With 2011 here it's time to take a quick peek at some of the topics we'll be discussing this year.
1. Jeff Bagwell's Hall of Fame candidacy
I'll be honest from what I've read and seen, regarding Bagwell's Hall of Fame chances, it's not looking good this year. The steroid era, longevity, and a medium market team are all arguments against his Hall of Fame candidacy. Probably the worst excuse though has been the "I reserve the right for further review at a later time" comment. Really? You obviously cover baseball, you obviously have done it for quite some time, and because of that you have a vote for the most prestigious honor a baseball player can receive. Your telling me you can't find the time to do a full review NOW of a players career. You had FIVE years to do it. You are either lazy or hate baseball, either way it's irresponsible.
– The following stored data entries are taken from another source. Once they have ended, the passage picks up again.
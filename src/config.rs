//! `synwarden.toml` configuration for the daemon.

use anyhow::{bail, Context, Result};
use flood_core::DetectorConfig;
use serde::{Deserialize, Serialize};
use std::path::{Path, PathBuf};

/// Top-level daemon configuration.
#[derive(Debug, Clone, Deserialize, Serialize)]
pub struct DaemonConfig {
    /// Whitelist file: one CIDR per line, `#` comments allowed.
    #[serde(default = "DaemonConfig::default_whitelist_path")]
    pub whitelist_path: PathBuf,
    /// Structured decision events are appended here as JSONL.
    #[serde(default = "DaemonConfig::default_events_log")]
    pub events_log: PathBuf,
    /// Counter snapshots are appended here as JSONL; `synwarden status`
    /// reads this file.
    #[serde(default = "DaemonConfig::default_metrics_log")]
    pub metrics_log: PathBuf,
    /// Seconds between counter snapshots.
    #[serde(default = "DaemonConfig::default_metrics_interval")]
    pub metrics_interval_s: u64,

    #[serde(default)]
    pub detector: DetectorSection,
    #[serde(default)]
    pub ingest: IngestSection,
    #[serde(default)]
    pub blockset: BlocksetSection,
}

/// Detection thresholds and table sizing.
#[derive(Debug, Clone, Deserialize, Serialize)]
pub struct DetectorSection {
    /// A window's SYN count must exceed this (strictly) to suspect an attack.
    #[serde(default = "DetectorSection::default_syn_threshold")]
    pub syn_threshold: u32,
    /// Sliding window length in milliseconds.
    #[serde(default = "DetectorSection::default_window_ms")]
    pub window_ms: u32,
    /// How long a confirmed attacker stays blocked, in seconds.
    #[serde(default = "DetectorSection::default_block_duration_s")]
    pub block_duration_s: u32,
    /// Most source addresses tracked at once; the least recently seen falls
    /// out first.
    #[serde(default = "DetectorSection::default_max_tracked_ips")]
    pub max_tracked_ips: u32,
    /// Tracker bucket count; must be a power of two.
    #[serde(default = "DetectorSection::default_hash_buckets")]
    pub hash_buckets: u32,
    /// Seconds between expired-block sweeps.
    #[serde(default = "DetectorSection::default_sweep_interval_s")]
    pub sweep_interval_s: u32,
}

impl DetectorSection {
    fn default_syn_threshold() -> u32 {
        100
    }
    fn default_window_ms() -> u32 {
        1000
    }
    fn default_block_duration_s() -> u32 {
        300
    }
    fn default_max_tracked_ips() -> u32 {
        10_000
    }
    fn default_hash_buckets() -> u32 {
        1024
    }
    fn default_sweep_interval_s() -> u32 {
        5
    }
}

impl Default for DetectorSection {
    fn default() -> Self {
        Self {
            syn_threshold: Self::default_syn_threshold(),
            window_ms: Self::default_window_ms(),
            block_duration_s: Self::default_block_duration_s(),
            max_tracked_ips: Self::default_max_tracked_ips(),
            hash_buckets: Self::default_hash_buckets(),
            sweep_interval_s: Self::default_sweep_interval_s(),
        }
    }
}

/// Which packet source feeds the pipeline.
#[derive(Debug, Clone, Copy, PartialEq, Eq, Deserialize, Serialize)]
#[serde(rename_all = "lowercase")]
pub enum IngestMode {
    /// netfilter queue (primary); the operator redirects inbound SYNs into
    /// the numbered queue.
    Nfqueue,
    /// Raw packet socket with a kernel SYN filter (fallback); no queue rule
    /// needed, but no verdict channel either.
    Rawsock,
}

#[derive(Debug, Clone, Deserialize, Serialize)]
pub struct IngestSection {
    #[serde(default = "IngestSection::default_mode")]
    pub mode: IngestMode,
    /// Queue number (nfqueue mode).
    #[serde(default)]
    pub queue_num: u16,
    /// Interface to listen on (rawsock mode); empty means all interfaces.
    #[serde(default)]
    pub interface: String,
}

impl IngestSection {
    fn default_mode() -> IngestMode {
        IngestMode::Nfqueue
    }
}

impl Default for IngestSection {
    fn default() -> Self {
        Self {
            mode: Self::default_mode(),
            queue_num: 0,
            interface: String::new(),
        }
    }
}

#[derive(Debug, Clone, Deserialize, Serialize)]
pub struct BlocksetSection {
    /// Name of the kernel address set; the operator's drop rule matches it.
    #[serde(default = "BlocksetSection::default_set_name")]
    pub set_name: String,
    /// Capacity passed to the kernel at set creation.
    #[serde(default = "BlocksetSection::default_max_elements")]
    pub max_elements: u32,
}

impl BlocksetSection {
    fn default_set_name() -> String {
        "synwarden-block".into()
    }
    fn default_max_elements() -> u32 {
        65_536
    }
}

impl Default for BlocksetSection {
    fn default() -> Self {
        Self {
            set_name: Self::default_set_name(),
            max_elements: Self::default_max_elements(),
        }
    }
}

impl DaemonConfig {
    fn default_whitelist_path() -> PathBuf {
        "/etc/synwarden/whitelist.txt".into()
    }
    fn default_events_log() -> PathBuf {
        "/var/log/synwarden-events.jsonl".into()
    }
    fn default_metrics_log() -> PathBuf {
        "/var/log/synwarden-metrics.jsonl".into()
    }
    fn default_metrics_interval() -> u64 {
        5
    }

    pub fn load(path: &Path) -> Result<Self> {
        let text = std::fs::read_to_string(path)
            .with_context(|| format!("failed to read config file: {}", path.display()))?;
        let cfg: Self = toml::from_str(&text)
            .with_context(|| format!("failed to parse config file: {}", path.display()))?;
        cfg.validate()?;
        Ok(cfg)
    }

    /// The typed snapshot the engine consumes.
    pub fn detector_config(&self) -> DetectorConfig {
        DetectorConfig {
            syn_threshold: self.detector.syn_threshold,
            window_ms: self.detector.window_ms,
            block_duration_s: self.detector.block_duration_s,
            max_tracked_ips: self.detector.max_tracked_ips,
            hash_buckets: self.detector.hash_buckets,
            sweep_interval_s: self.detector.sweep_interval_s,
            set_name: self.blockset.set_name.clone(),
        }
    }

    pub fn validate(&self) -> Result<()> {
        self.detector_config().validate()?;
        if self.blockset.max_elements == 0 {
            bail!("blockset.max_elements must be > 0");
        }
        if self.metrics_interval_s == 0 {
            bail!("metrics_interval_s must be > 0");
        }
        Ok(())
    }

    /// The config `synwarden init` prints.
    pub fn default_example() -> Self {
        Self {
            whitelist_path: Self::default_whitelist_path(),
            events_log: Self::default_events_log(),
            metrics_log: Self::default_metrics_log(),
            metrics_interval_s: Self::default_metrics_interval(),
            detector: DetectorSection::default(),
            ingest: IngestSection::default(),
            blockset: BlocksetSection::default(),
        }
    }
}

impl Default for DaemonConfig {
    fn default() -> Self {
        Self::default_example()
    }
}

#[cfg(test)]
mod tests {
    use super::*;
    use std::io::Write;

    #[test]
    fn test_default_example_round_trips() {
        let example = DaemonConfig::default_example();
        let text = toml::to_string_pretty(&example).unwrap();
        let parsed: DaemonConfig = toml::from_str(&text).unwrap();
        assert_eq!(parsed.detector.syn_threshold, 100);
        assert_eq!(parsed.ingest.mode, IngestMode::Nfqueue);
        assert_eq!(parsed.blockset.set_name, "synwarden-block");
        assert!(parsed.validate().is_ok());
    }

    #[test]
    fn test_empty_file_gets_all_defaults() {
        let cfg: DaemonConfig = toml::from_str("").unwrap();
        assert_eq!(cfg.detector.window_ms, 1000);
        assert_eq!(cfg.metrics_interval_s, 5);
        assert!(cfg.ingest.interface.is_empty());
    }

    #[test]
    fn test_partial_override() {
        let cfg: DaemonConfig = toml::from_str(
            r#"
            [detector]
            syn_threshold = 40

            [ingest]
            mode = "rawsock"
            interface = "eth0"
            "#,
        )
        .unwrap();
        assert_eq!(cfg.detector.syn_threshold, 40);
        assert_eq!(cfg.detector.window_ms, 1000);
        assert_eq!(cfg.ingest.mode, IngestMode::Rawsock);
        assert_eq!(cfg.ingest.interface, "eth0");
    }

    #[test]
    fn test_unknown_mode_rejected() {
        let result = toml::from_str::<DaemonConfig>(
            r#"
            [ingest]
            mode = "pcap"
            "#,
        );
        assert!(result.is_err());
    }

    #[test]
    fn test_invalid_values_rejected() {
        let cfg: DaemonConfig = toml::from_str(
            r#"
            [detector]
            hash_buckets = 1000
            "#,
        )
        .unwrap();
        assert!(cfg.validate().is_err());

        let cfg: DaemonConfig = toml::from_str(
            r#"
            [blockset]
            set_name = ""
            "#,
        )
        .unwrap();
        assert!(cfg.validate().is_err());
    }

    #[test]
    fn test_load_from_file() {
        let mut f = tempfile::NamedTempFile::new().unwrap();
        writeln!(f, "[detector]").unwrap();
        writeln!(f, "syn_threshold = 25").unwrap();
        let cfg = DaemonConfig::load(f.path()).unwrap();
        assert_eq!(cfg.detector.syn_threshold, 25);
        assert_eq!(cfg.detector_config().syn_threshold, 25);
    }

    #[test]
    fn test_load_missing_file_errors() {
        assert!(DaemonConfig::load(Path::new("/nonexistent/synwarden.toml")).is_err());
    }
}
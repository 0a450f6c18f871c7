//! Half-open socket probe.
//!
//! Confirms a suspected flood against the kernel's own TCP socket table:
//! `/proc/net/tcp` rows in state `SYN_RECV` are connections that got our
//! SYN-ACK and never completed the handshake. The table dumps addresses as
//! native-endian hex of the big-endian value, so every parsed address (and
//! the filter input) is normalized to `Ipv4Addr` before comparison — one
//! canonical domain for both the filtered and unfiltered paths.

use std::net::Ipv4Addr;
use std::path::PathBuf;
use tracing::warn;

/// TCP_SYN_RECV in the kernel's state column.
const STATE_SYN_RECV: u8 = 0x03;

/// Counts kernel sockets in the half-open state.
pub trait HalfOpenProbe: Send + Sync {
    /// Count half-open sockets, optionally only those whose peer address
    /// equals `filter`. Probe failure surfaces as 0, never as an error.
    fn count_half_open(&self, filter: Option<Ipv4Addr>) -> u32;
}

/// Probe backed by the procfs TCP socket table.
pub struct ProcTcpProbe {
    path: PathBuf,
}

impl ProcTcpProbe {
    pub fn new() -> Self {
        Self {
            path: PathBuf::from("/proc/net/tcp"),
        }
    }

    /// Probe an alternate table path (tests point this at a fixture file).
    pub fn with_path<P: Into<PathBuf>>(path: P) -> Self {
        Self { path: path.into() }
    }
}

impl Default for ProcTcpProbe {
    fn default() -> Self {
        Self::new()
    }
}

impl HalfOpenProbe for ProcTcpProbe {
    fn count_half_open(&self, filter: Option<Ipv4Addr>) -> u32 {
        let text = match std::fs::read_to_string(&self.path) {
            Ok(text) => text,
            Err(e) => {
                warn!("cannot read {}: {}", self.path.display(), e);
                return 0;
            }
        };
        count_rows(&text, filter)
    }
}

fn count_rows(table: &str, filter: Option<Ipv4Addr>) -> u32 {
    let mut count = 0u32;
    // First line is the column header.
    for line in table.lines().skip(1) {
        let Some((peer, state)) = parse_row(line) else {
            continue;
        };
        if state != STATE_SYN_RECV {
            continue;
        }
        if filter.map_or(true, |f| f == peer) {
            count += 1;
        }
    }
    count
}

/// Extract (peer address, state) from one socket-table row; `None` for rows
/// that do not parse.
fn parse_row(line: &str) -> Option<(Ipv4Addr, u8)> {
    let mut fields = line.split_whitespace();
    let _sl = fields.next()?;
    let _local = fields.next()?;
    let rem = fields.next()?;
    let st = fields.next()?;

    let (addr_hex, _port_hex) = rem.split_once(':')?;
    if addr_hex.len() != 8 {
        return None;
    }
    let raw = u32::from_str_radix(addr_hex, 16).ok()?;
    // The kernel prints the big-endian address value as a native-endian
    // integer; reinterpreting the native bytes recovers the octets on
    // either host endianness.
    let peer = Ipv4Addr::from(raw.to_ne_bytes());

    let state = u8::from_str_radix(st, 16).ok()?;
    Some((peer, state))
}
Ranting aside there is a good chance Bagwell makes it into the Hall of Fame, eventually. He's gotten support from the likes of Peter Gammons, Richard Justice, Jerry Crasnick, and others. Even those who took the time to really dive into the career of Bagwell have said there is no denying his induction into the Hall of Fame. It would be nice to see him gone in with long time teammate Craig Biggio. But that's selfish, and not befitting someone who exemplified everything that's right about the game of baseball. Regardless of time of an entry he's a first ballot hall of famer in my book.
2. The battle for first base
The Astros went into the offseason looking to upgrade shortstop, left field and the pitching staff. With the exception of left field they appear to of accomplished this with the selection of Clint Barmes, the selection of Aneury Rodriguez from the Rule 5 draft, and even found time to Jeff Keppinger at second base by signing Bill Hall. As for the left field position Ed Wade did a 180, at the Winter Meetings, on trying to acquire a left fielder to platoon with Jason Micheals. Whether it was to give Brett Wallace every opportunity to succeed or Wade couldn't find anyone willing to take a platoon position with the possibility of a bench gig, doesn't really matter.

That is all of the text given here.